- Duérmete, Schor. Ya ha anochecido
y sabes lo que ocurre si no te ven en tu cama como los demás.
- Es que tengo un problema,
un problema grande, Arik.
- ¿Qué problema es ese?
- Sabes que aquí hay una
ventana y una lámpara vieja – señaló los dos objetos mientras seguía hablando – Bien
pues, me tienen completamente obsesionado.
- No lo entiendo, pequeño – el hombre se
sentó en el camastro junto a él.
- Sí, Arik. Cada noche, vivo con el
pensamiento de que tras ese cristal sucio hay algo increíble que todavía no he
conseguido ver. No puedo quitarme de la cabeza la idea de que exista algo ahí
fuera alucinante, ¿entiendes? Estoy convencido.
- Pero muchacho…– susurraba con
pena.
- Es que eso no es todo, Arik. Esa
lámpara vieja alejada de la ventana también me trae por el mal camino.
- ¿Quieres que la lleve a la otra sala?
- No, no. Me gusta porque ilumina sólo
un recodo de la habitación. Es tenue, envolvente, y
acostumbra a dibujar sombras en el techo y en las
paredes. Además no molesta al resto. Acto seguido de
pulsar el interruptor, siempre emite un pitido muy bajo que
se mantiene en un segundo plano hasta que la vuelvo a apagar y desaparece, ¿sabes?
- ¿Y cuál es el problema
entonces? – Arik seguía sin comprender nada.
- El problema es que, en
ocasiones, aunque en el fondo sé que no es verdad, imagino que
ese tintineo constante es el sonido de luciérnagas jugando a
esconderse en el bosque que hay más allá de la valla.

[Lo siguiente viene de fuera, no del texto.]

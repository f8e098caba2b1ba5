/**
 * SINKS - Destination des métriques normalisées
 *
 * RÔLE :
 * Interface commune que le forwarder appelle une fois par métrique.
 * Le batching, le flush et les retries sont l'affaire du sink. Un sink
 * saturé fait attendre le forwarder : la pression remonte jusqu'à la
 * queue bornée, seul endroit où une métrique peut être abandonnée.
 *
 * IMPLÉMENTATIONS :
 * - PromWriter : batch + remote write Prometheus (protobuf + snappy)
 * - LogSink : dry-run quand aucune URL d'écriture n'est configurée
 */

pub mod promwriter;

use crate::models::Metric;
use async_trait::async_trait;
use tracing::debug;

pub use promwriter::{PromWriter, PromWriterConfig};

#[derive(Debug, thiserror::Error)]
pub enum SinkError {
    #[error("sink closed")]
    Closed,
    #[error("invalid sink configuration: {0}")]
    InvalidConfig(String),
    #[error("HTTP error: {0}")]
    Http(#[from] reqwest::Error),
    #[error("snappy compression failed: {0}")]
    Compress(#[from] snap::Error),
}

#[async_trait]
pub trait MetricSink: Send + Sync {
    async fn write_metric(&self, metric: Metric) -> Result<(), SinkError>;
}

/// Sink sans destination : trace les métriques au niveau debug
#[derive(Debug, Default, Clone)]
pub struct LogSink;

#[async_trait]
impl MetricSink for LogSink {
    async fn write_metric(&self, metric: Metric) -> Result<(), SinkError> {
        debug!(
            "[sink] {}{:?} {} @ {}",
            metric.name, metric.labels, metric.value, metric.timestamp
        );
        Ok(())
    }
}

- Nunca he visto una luciérnaga, ¿qué es?
- Yo tampoco, pero mi madre las vio
cuando la trajeron aquí. Me contó que son bichos voladores que brillan mucho, y que sólo lo hacen por las noches.
El hombre agachó la cabeza y escondió el rostro en la penumbra. No entendía cómo Schor podía soñar dentro de aquella pesadilla.
- Cada noche me imagino entre esa
oscuridad del bosque tumbado boca arriba, observando cómo esas diminutas luces
parpadean sin cesar y pululan de un lado a otro, formando destellos allí donde
pasan. No puedo evitarlo.
El anciano le observaba callado.
- Sé que no lo entiendes, nadie
comprende que me guste mirar el cielo aquí. Pero inténtalo, ¡ya verás!
- No hay nada bonito en este lugar,
Schor. Sólo hay muerte y sufrimiento. No hay lugar para soñar, así que vete a
dormir.
Schor frunció el ceño.
- Sé que es una tontería soñar. Sé que no
sirve para nada, que en cada instante puedo morir. Pero cuando me pongo a dar
vueltas pensando en lo alucinante que sería poder volar, o cuando me quedo
hipnotizado mirando a las nubes bailar allí arriba, los sesenta saltitos por
minuto se detienen y esos relojes que hay aquí en la enfermería se rompen, los
calendarios se quedan sin números, las agendas sin días, sale el Sol, no hay
fronteras, sólo bosque. Y luciérnagas. ¿Lo estás imaginando?
El hombre esbozó una sonrisa.
- Te guste o no, me moriré imaginando
que vuelo con luciérnagas, Arik.
Y allí, en aquel campo de concentración, por primera vez, sentados y embelesados, creyeron que aquel juego de
luces tras el cristal era real, y no un simple sueño.